Input records:
Start of Block
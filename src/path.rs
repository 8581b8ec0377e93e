// SPDX-FileCopyrightText: 2025 Jason Pena <jasonpena@awkless.com>
// SPDX-License-Identifier: MIT

//! Path resolution utilities.
//!
//! Determine where bundle specifiers point to, and where destination files
//! end up once their path placeholders have been substituted.
//!
//! # Bundle Specifiers
//!
//! Bundles reference each other through __specifiers__ in their `extends`
//! listing. A specifier falls into one of four categories:
//!
//! - __Relative__: starts with `./`, `../`, or is absolute. Resolved against
//!   the directory of the referencing bundle.
//! - __Built-in__: name of a bundle registered in the builder's registry.
//! - __Base URL__: bare specifier found under the configured base URL
//!   directory.
//! - __Package__: bare specifier looked up in `node_modules` directories of
//!   the referencing bundle and all of its ancestors, then in any extra
//!   package directories, and finally in the bundle store.
//!
//! Files are probed as given, then with a `.toml` or `.json` extension. A
//! directory resolves to its `bundle.toml` or `bundle.json` entry.

use std::{
    collections::BTreeSet,
    fmt::{Display, Formatter, Result as FmtResult},
    path::{Component, Path, PathBuf},
};

/// Extensions probed when resolving bundle files, in order of preference.
pub const BUNDLE_EXTENSIONS: [&str; 2] = ["toml", "json"];

/// Name of entry file probed when a specifier resolves to a directory.
pub const BUNDLE_ENTRY: &str = "bundle";

/// Determine default absolute path to bundle store directory.
///
/// Uses XDG Base Directory path `$XDG_DATA_HOME/magicspace/bundles` as the
/// default bundle store. Does not check if the path returned actually
/// exists.
///
/// # Errors
///
/// - Return [`PathError::NoWayHome`] if data directory cannot be determined.
pub fn default_bundle_store_dir() -> Result<PathBuf> {
    dirs::data_dir()
        .map(|path| path.join("magicspace").join("bundles"))
        .ok_or(PathError::NoWayHome)
}

/// Category of a bundle specifier.
#[derive(Debug, Clone, Copy, PartialEq, Eq)]
pub enum SpecifierKind {
    Relative,
    BaseUrl,
    Package,
    Builtin,
}

impl SpecifierKind {
    /// Categorize specifier without touching the file system.
    ///
    /// Only relative specifiers and registered built-ins can be told apart
    /// lexically. Any other bare specifier is reported as a package; the
    /// resolver decides later whether a base URL match takes precedence.
    pub fn of(specifier: &str, builtins: &BTreeSet<String>) -> Self {
        if is_relative(specifier) {
            Self::Relative
        } else if builtins.contains(specifier) {
            Self::Builtin
        } else {
            Self::Package
        }
    }
}

impl Display for SpecifierKind {
    fn fmt(&self, fmt: &mut Formatter<'_>) -> FmtResult {
        let kind = match self {
            Self::Relative => "relative",
            Self::BaseUrl => "base-url",
            Self::Package => "package",
            Self::Builtin => "built-in",
        };

        fmt.write_str(kind)
    }
}

/// Where a resolved bundle specifier lives.
#[derive(Debug, Clone, PartialEq, Eq, Hash, PartialOrd, Ord)]
pub enum BundleLocation {
    /// Bundle definition file on disk.
    File(PathBuf),

    /// Bundle registered in the builder's registry.
    Builtin(String),
}

impl BundleLocation {
    /// Directory that relative paths of the bundle are resolved against.
    ///
    /// Built-in bundles have no directory of their own, so the referencing
    /// directory is used instead.
    pub fn base_dir(&self, fallback: &Path) -> PathBuf {
        match self {
            Self::File(path) => path
                .parent()
                .map(Path::to_path_buf)
                .unwrap_or_else(|| fallback.to_path_buf()),
            Self::Builtin(_) => fallback.to_path_buf(),
        }
    }
}

impl Display for BundleLocation {
    fn fmt(&self, fmt: &mut Formatter<'_>) -> FmtResult {
        match self {
            Self::File(path) => write!(fmt, "{}", path.display()),
            Self::Builtin(name) => write!(fmt, "builtin:{name}"),
        }
    }
}

/// Resolved bundle specifier.
#[derive(Debug, Clone, PartialEq, Eq)]
pub struct ResolvedSpecifier {
    pub kind: SpecifierKind,
    pub location: BundleLocation,
}

/// Resolve bundle specifiers to bundle locations.
#[derive(Debug, Default, Clone)]
pub struct ModuleSpecifierResolver {
    base_url: Option<PathBuf>,
    package_dirs: Vec<PathBuf>,
    builtins: BTreeSet<String>,
}

impl ModuleSpecifierResolver {
    /// Construct new specifier resolver.
    pub fn new() -> Self {
        Self::default()
    }

    /// Directory bare specifiers are tried against before package lookup.
    pub fn with_base_url(mut self, base_url: impl Into<PathBuf>) -> Self {
        self.base_url = Some(base_url.into());
        self
    }

    /// Extra directories searched for package specifiers.
    pub fn with_package_dirs(mut self, dirs: impl IntoIterator<Item = impl Into<PathBuf>>) -> Self {
        self.package_dirs.extend(dirs.into_iter().map(Into::into));
        self
    }

    /// Names of bundles registered as built-ins.
    pub fn with_builtins(mut self, names: impl IntoIterator<Item = impl Into<String>>) -> Self {
        self.builtins.extend(names.into_iter().map(Into::into));
        self
    }

    /// Categorize specifier without resolving it.
    pub fn categorize(&self, specifier: &str) -> SpecifierKind {
        SpecifierKind::of(specifier, &self.builtins)
    }

    /// Resolve specifier relative to the directory of its referrer.
    ///
    /// # Errors
    ///
    /// - Return [`PathError::Unresolved`] if no candidate file exists.
    pub fn resolve(&self, specifier: &str, referrer_dir: &Path) -> Result<ResolvedSpecifier> {
        let unresolved = || PathError::Unresolved {
            specifier: specifier.to_string(),
            referrer: referrer_dir.to_path_buf(),
        };

        match self.categorize(specifier) {
            SpecifierKind::Relative => {
                let path = normalize(&referrer_dir.join(specifier));
                probe_bundle_file(&path)
                    .map(|file| ResolvedSpecifier {
                        kind: SpecifierKind::Relative,
                        location: BundleLocation::File(file),
                    })
                    .ok_or_else(unresolved)
            }
            SpecifierKind::Builtin => Ok(ResolvedSpecifier {
                kind: SpecifierKind::Builtin,
                location: BundleLocation::Builtin(specifier.to_string()),
            }),
            SpecifierKind::BaseUrl | SpecifierKind::Package => {
                if let Some(file) = self
                    .base_url
                    .as_ref()
                    .and_then(|base| probe_bundle_file(&base.join(specifier)))
                {
                    return Ok(ResolvedSpecifier {
                        kind: SpecifierKind::BaseUrl,
                        location: BundleLocation::File(file),
                    });
                }

                self.package_candidates(specifier, referrer_dir)
                    .into_iter()
                    .find_map(|candidate| probe_bundle_file(&candidate))
                    .map(|file| ResolvedSpecifier {
                        kind: SpecifierKind::Package,
                        location: BundleLocation::File(file),
                    })
                    .ok_or_else(unresolved)
            }
        }
    }

    fn package_candidates(&self, specifier: &str, referrer_dir: &Path) -> Vec<PathBuf> {
        let mut candidates = referrer_dir
            .ancestors()
            .map(|dir| dir.join("node_modules").join(specifier))
            .collect::<Vec<_>>();
        candidates.extend(self.package_dirs.iter().map(|dir| dir.join(specifier)));
        if let Ok(store) = default_bundle_store_dir() {
            candidates.push(store.join(specifier));
        }

        candidates
    }
}

/// Probe for a bundle file at the given path.
///
/// Tries the path itself, then the path with each of the
/// [`BUNDLE_EXTENSIONS`] appended, then the directory entry file.
pub fn probe_bundle_file(path: &Path) -> Option<PathBuf> {
    if path.is_file() {
        return Some(path.to_path_buf());
    }

    for extension in BUNDLE_EXTENSIONS {
        let mut candidate = path.as_os_str().to_os_string();
        candidate.push(".");
        candidate.push(extension);
        let candidate = PathBuf::from(candidate);
        if candidate.is_file() {
            return Some(candidate);
        }
    }

    if path.is_dir() {
        return BUNDLE_EXTENSIONS
            .iter()
            .map(|extension| path.join(format!("{BUNDLE_ENTRY}.{extension}")))
            .find(|candidate| candidate.is_file());
    }

    None
}

fn is_relative(specifier: &str) -> bool {
    specifier == "."
        || specifier == ".."
        || specifier.starts_with("./")
        || specifier.starts_with("../")
        || Path::new(specifier).is_absolute()
}

/// Lexically normalize path by folding `.` and `..` components.
pub fn normalize(path: &Path) -> PathBuf {
    let mut out = PathBuf::new();
    for component in path.components() {
        match component {
            Component::CurDir => {}
            Component::ParentDir => {
                if !out.pop() {
                    out.push("..");
                }
            }
            other => out.push(other.as_os_str()),
        }
    }

    out
}

/// Roots that destination path placeholders expand to.
#[derive(Debug, Clone, PartialEq, Eq)]
pub struct PathRoots<'a> {
    /// Absolute workspace output directory.
    pub workspace: &'a Path,

    /// Absolute project output directory.
    pub project: &'a Path,

    /// Root used for relative paths without a placeholder.
    pub scope: &'a Path,
}

/// Expand `<workspace>` and `<project>` placeholders in destination path.
///
/// Only a leading placeholder is recognized. Any other bracket token is
/// left verbatim, and the result is joined onto the scope root like any
/// other relative path.
pub fn expand_path_placeholders(file_path: &str, roots: &PathRoots<'_>) -> PathBuf {
    let expand = |root: &Path, rest: &str| {
        let rest = rest.trim_start_matches(['/', '\\']);
        if rest.is_empty() {
            root.to_path_buf()
        } else {
            normalize(&root.join(rest))
        }
    };

    if let Some(rest) = file_path.strip_prefix("<workspace>") {
        expand(roots.workspace, rest)
    } else if let Some(rest) = file_path.strip_prefix("<project>") {
        expand(roots.project, rest)
    } else {
        normalize(&roots.scope.join(file_path))
    }
}

/// Path resolution error types.
#[derive(Clone, Debug, thiserror::Error)]
pub enum PathError {
    /// Data directory of user cannot be determined.
    #[error("cannot determine absolute path to user's data directory")]
    NoWayHome,

    /// Bundle specifier does not resolve to any file.
    #[error("cannot resolve bundle {specifier:?} referenced from {:?}", referrer.display())]
    Unresolved { specifier: String, referrer: PathBuf },
}

/// Friendly result alias :3
pub type Result<T, E = PathError> = std::result::Result<T, E>;

#[cfg(test)]
mod tests {
    use super::*;
    use pretty_assertions::assert_eq;
    use simple_test_case::test_case;
    use std::fs::{create_dir_all, write};

    #[test_case("./base", SpecifierKind::Relative; "dot relative")]
    #[test_case("../shared/base", SpecifierKind::Relative; "parent relative")]
    #[test_case("/abs/base", SpecifierKind::Relative; "absolute")]
    #[test_case("node", SpecifierKind::Builtin; "registered builtin")]
    #[test_case("@scope/bundle", SpecifierKind::Package; "scoped package")]
    #[test]
    fn categorize_specifiers(specifier: &str, expect: SpecifierKind) {
        let resolver = ModuleSpecifierResolver::new().with_builtins(["node"]);
        pretty_assertions::assert_eq!(resolver.categorize(specifier), expect);
    }

    #[test]
    fn resolve_relative_with_extension_probing() -> anyhow::Result<()> {
        let root = tempfile::tempdir()?;
        create_dir_all(root.path().join("bundles/lib"))?;
        write(root.path().join("bundles/base.toml"), "name = \"base\"")?;
        write(root.path().join("bundles/lib/bundle.json"), "{}")?;
        let resolver = ModuleSpecifierResolver::new();
        let referrer = root.path().join("bundles");

        let result = resolver.resolve("./base", &referrer)?;
        assert_eq!(result.kind, SpecifierKind::Relative);
        assert_eq!(
            result.location,
            BundleLocation::File(root.path().join("bundles/base.toml"))
        );

        let result = resolver.resolve("./lib", &referrer)?;
        assert_eq!(
            result.location,
            BundleLocation::File(root.path().join("bundles/lib/bundle.json"))
        );

        Ok(())
    }

    #[test]
    fn resolve_package_from_ancestor_node_modules() -> anyhow::Result<()> {
        let root = tempfile::tempdir()?;
        create_dir_all(root.path().join("node_modules/@acme/bundle"))?;
        create_dir_all(root.path().join("project/.magicspace"))?;
        write(
            root.path().join("node_modules/@acme/bundle/bundle.toml"),
            "name = \"acme\"",
        )?;
        let resolver = ModuleSpecifierResolver::new();

        let result = resolver.resolve("@acme/bundle", &root.path().join("project/.magicspace"))?;
        assert_eq!(result.kind, SpecifierKind::Package);
        assert_eq!(
            result.location,
            BundleLocation::File(root.path().join("node_modules/@acme/bundle/bundle.toml"))
        );

        Ok(())
    }

    #[test]
    fn resolve_base_url_before_packages() -> anyhow::Result<()> {
        let root = tempfile::tempdir()?;
        create_dir_all(root.path().join("base"))?;
        write(root.path().join("base/shared.json"), "{}")?;
        let resolver = ModuleSpecifierResolver::new().with_base_url(root.path().join("base"));

        let result = resolver.resolve("shared", root.path())?;
        assert_eq!(result.kind, SpecifierKind::BaseUrl);

        Ok(())
    }

    #[test]
    fn unresolved_specifier_names_referrer() {
        let resolver = ModuleSpecifierResolver::new();
        let result = resolver.resolve("./missing", Path::new("/nowhere/at/all"));
        match result {
            Err(PathError::Unresolved {
                specifier,
                referrer,
            }) => {
                assert_eq!(specifier, "./missing");
                assert_eq!(referrer, PathBuf::from("/nowhere/at/all"));
            }
            other => panic!("expected unresolved error, got {other:?}"),
        }
    }

    #[test_case("<workspace>/package.json", "/ws/package.json"; "workspace token")]
    #[test_case("<project>/tsconfig.json", "/ws/app/tsconfig.json"; "project token")]
    #[test_case("src/index.ts", "/ws/app/src/index.ts"; "scope relative")]
    #[test_case("<unknown>/x", "/ws/app/<unknown>/x"; "unknown token verbatim")]
    #[test_case("<workspace>", "/ws"; "bare workspace token")]
    #[test]
    fn expand_destination_placeholders(file_path: &str, expect: &str) {
        let roots = PathRoots {
            workspace: Path::new("/ws"),
            project: Path::new("/ws/app"),
            scope: Path::new("/ws/app"),
        };
        pretty_assertions::assert_eq!(
            expand_path_placeholders(file_path, &roots),
            PathBuf::from(expect)
        );
    }
}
End of Block
The task:
Across the lines of the material above, tally those holding the word "other" and state the number by itself.

Result for this exercise:
6